## SUPPLIED RECORDS
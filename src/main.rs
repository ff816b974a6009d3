//! Regime tracker CLI
//!
//! Training, classification, tuning, walk-forward validation, and model
//! inventory over the filesystem artifact store.

use anyhow::Result;
use clap::{Parser, Subcommand};
use colored::Colorize;
use regime_tracker::{
    model::CovarianceKind,
    training::{HyperparameterTuner, TuningMetric},
    ArtifactStore, CrossValidator, EncoderKind, FeatureTable, ScalerKind, TrainingConfig,
    TrainingPipeline, UNKNOWN_STATE,
};
use tracing_subscriber::EnvFilter;

#[derive(Parser)]
#[command(name = "regime_tracker")]
#[command(about = "HMM regime identification over feature streams")]
struct Cli {
    /// Root directory of the model store
    #[arg(long, default_value = "models", global = true)]
    models_dir: String,

    #[command(subcommand)]
    command: Commands,
}

#[derive(Subcommand)]
enum Commands {
    /// Train a model on a feature CSV and persist it
    Train {
        /// Input CSV (timestamp column plus feature columns)
        #[arg(short, long)]
        input: String,

        /// Ticker symbol (e.g. BTCUSDT)
        #[arg(short, long)]
        ticker: String,

        /// Bar timeframe (e.g. 15m, 1h)
        #[arg(long, default_value = "1h")]
        timeframe: String,

        /// Scaler variant: robust, standard, power
        #[arg(long, default_value = "robust")]
        scaler: ScalerKind,

        /// Encoder variant: pca, temporal_pca
        #[arg(long, default_value = "pca")]
        encoder: EncoderKind,

        /// Latent dimension (omit for automatic selection)
        #[arg(long)]
        latent_dim: Option<usize>,

        /// State count (omit for BIC selection)
        #[arg(short = 'n', long)]
        n_states: Option<usize>,

        /// Covariance structure: diag, full
        #[arg(long, default_value = "diag")]
        covariance: CovarianceKind,

        /// Fraction of rows used for training
        #[arg(long, default_value = "0.8")]
        train_fraction: f64,

        #[arg(long, default_value = "42")]
        seed: u64,

        /// Skip state matching against the previous model
        #[arg(long)]
        no_match: bool,
    },

    /// Classify a feature CSV with a stored model
    Classify {
        #[arg(short, long)]
        input: String,

        #[arg(short, long)]
        ticker: String,

        #[arg(long, default_value = "1h")]
        timeframe: String,

        /// Model id (defaults to the latest stored model)
        #[arg(short, long)]
        model_id: Option<String>,

        /// Write the full output sequence to this JSON file
        #[arg(short, long)]
        output: Option<String>,
    },

    /// Grid-search hyperparameters on a feature CSV
    Tune {
        #[arg(short, long)]
        input: String,

        #[arg(short, long)]
        ticker: String,

        #[arg(long, default_value = "1h")]
        timeframe: String,

        #[arg(long, value_delimiter = ',', default_value = "2,3,4")]
        latent_dims: Vec<usize>,

        #[arg(long, value_delimiter = ',', default_value = "3,4,5,6")]
        state_counts: Vec<usize>,

        /// Validation metric: log-likelihood, bic, aic
        #[arg(long, default_value = "log-likelihood")]
        metric: TuningMetric,
    },

    /// Walk-forward validation on a feature CSV
    WalkForward {
        #[arg(short, long)]
        input: String,

        #[arg(short, long)]
        ticker: String,

        #[arg(long, default_value = "1h")]
        timeframe: String,

        /// Training rows per fold
        #[arg(long, default_value = "1000")]
        train_window: usize,

        /// Validation rows per fold
        #[arg(long, default_value = "250")]
        val_window: usize,

        /// Rows each fold advances
        #[arg(long, default_value = "250")]
        step: usize,

        /// Latent dimension (omit for automatic selection)
        #[arg(long)]
        latent_dim: Option<usize>,

        /// State count (omit for BIC selection)
        #[arg(short = 'n', long)]
        n_states: Option<usize>,
    },

    /// List stored models for a stream
    Models {
        #[arg(short, long)]
        ticker: String,

        #[arg(long, default_value = "1h")]
        timeframe: String,
    },
}

fn main() -> Result<()> {
    tracing_subscriber::fmt()
        .with_env_filter(
            EnvFilter::from_default_env().add_directive("regime_tracker=info".parse()?),
        )
        .init();

    let cli = Cli::parse();
    let store = ArtifactStore::new(&cli.models_dir);

    match cli.command {
        Commands::Train {
            input,
            ticker,
            timeframe,
            scaler,
            encoder,
            latent_dim,
            n_states,
            covariance,
            train_fraction,
            seed,
            no_match,
        } => {
            let config = TrainingConfig {
                ticker,
                timeframe,
                scaler,
                encoder,
                latent_dim,
                n_states,
                covariance,
                train_fraction,
                seed,
                match_previous: !no_match,
                ..TrainingConfig::default()
            };
            train(&store, config, &input)?;
        }
        Commands::Classify {
            input,
            ticker,
            timeframe,
            model_id,
            output,
        } => {
            classify(
                &store,
                &ticker,
                &timeframe,
                model_id.as_deref(),
                &input,
                output.as_deref(),
            )?;
        }
        Commands::Tune {
            input,
            ticker,
            timeframe,
            latent_dims,
            state_counts,
            metric,
        } => {
            tune(&ticker, &timeframe, &input, latent_dims, state_counts, metric)?;
        }
        Commands::WalkForward {
            input,
            ticker,
            timeframe,
            train_window,
            val_window,
            step,
            latent_dim,
            n_states,
        } => {
            walk_forward(
                &ticker,
                &timeframe,
                &input,
                train_window,
                val_window,
                step,
                latent_dim,
                n_states,
            )?;
        }
        Commands::Models { ticker, timeframe } => {
            list_models(&store, &ticker, &timeframe)?;
        }
    }

    Ok(())
}

fn train(store: &ArtifactStore, config: TrainingConfig, input: &str) -> Result<()> {
    println!("{}", "Loading feature table...".cyan());
    let table = FeatureTable::from_csv(input)?;
    println!(
        "Loaded {} rows x {} features",
        table.n_samples(),
        table.n_features()
    );

    println!("{}", "Training...".cyan());
    let pipeline = TrainingPipeline::new(store.clone(), config);
    let result = pipeline.train(&table)?;

    println!(
        "{}",
        format!("Training complete! Model id: {}", result.model_id).green()
    );
    println!("  States:          {}", result.n_states);
    println!(
        "  Latent dim:      {} ({:.1}% variance explained)",
        result.latent_dim,
        result.explained_variance * 100.0
    );
    println!("  Recon error:     {:.6}", result.reconstruction_error);
    println!(
        "  Val log-lik:     {:.4}",
        result.val_metrics.log_likelihood
    );
    println!("  Val BIC:         {:.2}", result.val_metrics.bic);
    println!("  Val mean dwell:  {:.2} bars", result.val_metrics.mean_dwell);
    println!(
        "  OOD threshold:   {:.4}",
        result.ood_log_likelihood_threshold
    );
    if !result.state_labels.is_empty() {
        println!("  State labels:");
        for label in &result.state_labels {
            println!("    {} {} - {}", label.state_id, label.short_label, label.label);
        }
    }
    if let Some(mapping) = &result.state_mapping {
        println!("  State mapping:   {:?} (vs previous model)", mapping);
    }
    Ok(())
}

fn classify(
    store: &ArtifactStore,
    ticker: &str,
    timeframe: &str,
    model_id: Option<&str>,
    input: &str,
    output: Option<&str>,
) -> Result<()> {
    let bundle = match model_id {
        Some(id) => store.load(ticker, timeframe, id)?,
        None => store
            .latest(ticker, timeframe)?
            .ok_or_else(|| anyhow::anyhow!("no models stored for {}/{}", ticker, timeframe))?,
    };
    println!(
        "Using model {} ({} states, trained {})",
        bundle.metadata.model_id.bold(),
        bundle.metadata.n_states,
        bundle.metadata.created_at.format("%Y-%m-%d")
    );

    let table = FeatureTable::from_csv(input)?;
    let mut engine = bundle.engine();
    let outputs = engine.process_batch(&table, ticker)?;

    let unknown = outputs
        .iter()
        .filter(|o| o.state_id == UNKNOWN_STATE)
        .count();
    let ood = outputs.iter().filter(|o| o.is_ood).count();
    println!(
        "Classified {} bars ({} unknown, {} out-of-distribution)",
        outputs.len(),
        unknown,
        ood
    );

    println!("\nLast 5 bars:");
    for out in outputs.iter().rev().take(5).rev() {
        let state_str = if out.state_id == UNKNOWN_STATE {
            "UNKNOWN".yellow()
        } else {
            format!("state {}", out.state_id).normal()
        };
        println!(
            "  {} | {} | confidence {:.1}% | log-lik {:.2}{}",
            out.timestamp,
            state_str,
            out.confidence * 100.0,
            out.log_likelihood,
            if out.is_ood { " [OOD]".red().to_string() } else { String::new() }
        );
    }

    if let Some(current) = outputs.last() {
        println!("\n{}", "=== Current Regime ===".bold());
        if current.state_id == UNKNOWN_STATE {
            println!("  {}", "UNKNOWN".yellow().bold());
        } else {
            println!("  {}", format!("State {}", current.state_id).bold());
            if let Some(label) = bundle
                .metadata
                .state_labels
                .iter()
                .find(|l| l.state_id == current.state_id as usize)
            {
                println!("  Label:      {} ({})", label.label, label.description);
            }
            println!("  Confidence: {:.1}%", current.confidence * 100.0);
            println!("  Entropy:    {:.3} nats", current.entropy());
        }
    }

    if let Some(path) = output {
        std::fs::write(path, serde_json::to_string_pretty(&outputs)?)?;
        println!("{}", format!("Saved outputs to {}", path).green());
    }
    Ok(())
}

fn tune(
    ticker: &str,
    timeframe: &str,
    input: &str,
    latent_dims: Vec<usize>,
    state_counts: Vec<usize>,
    metric: TuningMetric,
) -> Result<()> {
    let table = FeatureTable::from_csv(input)?;
    let base = TrainingConfig {
        ticker: ticker.to_string(),
        timeframe: timeframe.to_string(),
        ..TrainingConfig::default()
    };
    let tuner = HyperparameterTuner {
        latent_dims,
        state_counts,
        metric,
        ..HyperparameterTuner::default()
    };

    println!("{}", "Running grid search...".cyan());
    let report = tuner.run(&table, &base)?;

    println!("\nEvaluated {} cells:", report.evaluated.len());
    for (point, score) in &report.evaluated {
        println!(
            "  latent={} states={} cov={} -> val {} {:.4}",
            point.latent_dim, point.n_states, point.covariance, report.metric, score
        );
    }
    println!(
        "\n{}",
        format!(
            "Best: latent={} states={} cov={} (val {} {:.4})",
            report.best.latent_dim,
            report.best.n_states,
            report.best.covariance,
            report.metric,
            report.best_score
        )
        .green()
        .bold()
    );
    Ok(())
}

#[allow(clippy::too_many_arguments)]
fn walk_forward(
    ticker: &str,
    timeframe: &str,
    input: &str,
    train_window: usize,
    val_window: usize,
    step: usize,
    latent_dim: Option<usize>,
    n_states: Option<usize>,
) -> Result<()> {
    let table = FeatureTable::from_csv(input)?;
    let config = TrainingConfig {
        ticker: ticker.to_string(),
        timeframe: timeframe.to_string(),
        latent_dim,
        n_states,
        ..TrainingConfig::default()
    };

    println!("{}", "Running walk-forward validation...".cyan());
    let report = CrossValidator::new(train_window, val_window, step).run(&table, &config)?;

    println!("\n{} folds:", report.folds.len());
    for fold in &report.folds {
        println!(
            "  fold {} | states={} | val log-lik {:.4} | BIC {:.2} | dwell {:.2}",
            fold.fold, fold.n_states, fold.val_log_likelihood, fold.val_bic, fold.val_mean_dwell
        );
    }
    println!(
        "\n{}",
        format!(
            "Mean val log-lik: {:.4} (std {:.4})",
            report.mean_log_likelihood, report.std_log_likelihood
        )
        .green()
    );
    Ok(())
}

fn list_models(store: &ArtifactStore, ticker: &str, timeframe: &str) -> Result<()> {
    let models = store.list_models(ticker, timeframe)?;
    if models.is_empty() {
        println!("No models stored for {}/{}", ticker, timeframe);
        return Ok(());
    }

    println!("{}", format!("Models for {}/{}:", ticker, timeframe).bold());
    for (i, m) in models.iter().enumerate() {
        let marker = if i == models.len() - 1 {
            " (latest)".green().to_string()
        } else {
            String::new()
        };
        println!(
            "  {} | {} states | latent {} | trained {} on {} rows | val log-lik {:.2}{}",
            m.model_id.bold(),
            m.n_states,
            m.latent_dim,
            m.created_at.format("%Y-%m-%d %H:%M"),
            m.train_rows,
            m.metrics.log_likelihood,
            marker
        );
    }
    Ok(())
}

## EXERCISE DIRECTIONS
In the data above, find each line where the string "green" appears, then copy it.

## EXERCISE RESPONSE
        format!("Training complete! Model id: {}", result.model_id).green()
        println!("{}", format!("Saved outputs to {}", path).green());
        .green()
        .green()
            " (latest)".green().to_string()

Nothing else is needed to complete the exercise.